# **Individual Project Planning**

### Reading in Datasets

In [None]:
library(tidymodels)
library(tidyverse)

players <- read_csv("data/players.csv")
sessions <- read_csv("data/sessions.csv")

## (1) Data Description:

In [None]:
summary(players)
summary(sessions)

## Variables 
### Players Dataset:

|#| Variable Name | Type of Variable | Variable Meaning | Data Type |
|:--------:|:--------|:--------:|:--------|:--------:|
|1| `experience`  | Qualitative  | player’s experience level | chr |
|2| `subscribe`  | Qualitative  | whether the player is subscribed (True/False)  | lgl |
|3| `hashedEmail`  | Qualitative  | player’s email  | chr |
|4| `played hours`  | Quantitative  | total number of hours played in Minecraft  | dbl |
|5| `name`  | Qualitative  | player’s name  | chr |
|6|`gender` | Qualitative  | player’s gender  | chr |
|7| `Age`  | Quantitative  | player’s age  | int |

### Sessions Dataset:

|#| Variable Name | Type of Variable | Variable Meaning | Data Type |
|:--------:|:--------|:--------:|:--------|:--------:|
|1| `hashedEmail`  | Qualitative  | player’s email  | chr |
|2| `start_time`  | Quantitative  | time when player started playing  | chr |
|3| `end_time`  | Quantitative  | time when player stopped playing  | chr |
|4| `date`  | Quantitative  | date of session  | chr |
|5| `original_start_time`  | Quantitative  | Data B3  | dbl |
|6|`original_end_time` | Quantitative  | Data B3  | dbl |



## Questions

Broad Question: We would like to know which "kinds" of players are most likely to contribute a large amount of data so that we can target those players in our recruiting efforts.

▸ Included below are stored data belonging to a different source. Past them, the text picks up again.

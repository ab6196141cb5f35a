pub mod backbone;
pub mod config;
pub mod discriminator;
pub mod encoder;
pub mod fusion;
pub mod generator;
pub mod image_encoder;
pub mod local_encoder;
pub mod network;
pub mod patch;
pub mod pose;
pub mod registry;
pub mod two_stage;
pub mod vgg;

pub use config::{
    AttributeEncoderConfig, ConditionedGeneratorConfig, DiscriminatorConfig, GeneratorConfig,
};
pub use encoder::{AttributeEncoder, AttributeOutput};
pub use fusion::{FeatureFusionNetwork, FeatureTransNetwork};
pub use image_encoder::ImageEncoder;
pub use local_encoder::LocalEncoder;
pub use network::{ConditionedModule, Network};
pub use pose::{AppearanceType, PoseType};
pub use two_stage::{TwoStageConfig, TwoStageGenerator};
pub use vgg::Vgg19;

Specific Question: Can player experience predict the total time spent on the Minecraft server in the players dataset?

The players dataset contains information about each player, including their player experience and played hours on the Minecraft server. These two variables are directly related to the research question where player experience is the explanatory, predictor variable, and playtime is the response variable. By analyzing this data, we can determine whether players with more experience tend to spend more time playing, and if player level can be used to predict the amount of playtime.

## Exploratory Data Analysis and Visualization

### Tidied Datasets

Players dataset: The `Age` column was a decimal (double data type), but since age is always a whole number, I converted it to an integer data type.

Sessions dataset: The `start_time` and `end_time` columns included both the date and time, therefore they had multiple values for 1 variable I split each of these into separate columns, `date`, `start_time`, `end_time` so that each variable has 1 value.

In [None]:

players <- players|>
mutate(Age = as.integer(Age))

sessions <- sessions|>
separate(col=start_time, into = c ("date", "start_time"), sep = " ")|>
    separate(col=end_time, into = c ("date", "end_time"), sep = " ")

head(players)
head(sessions)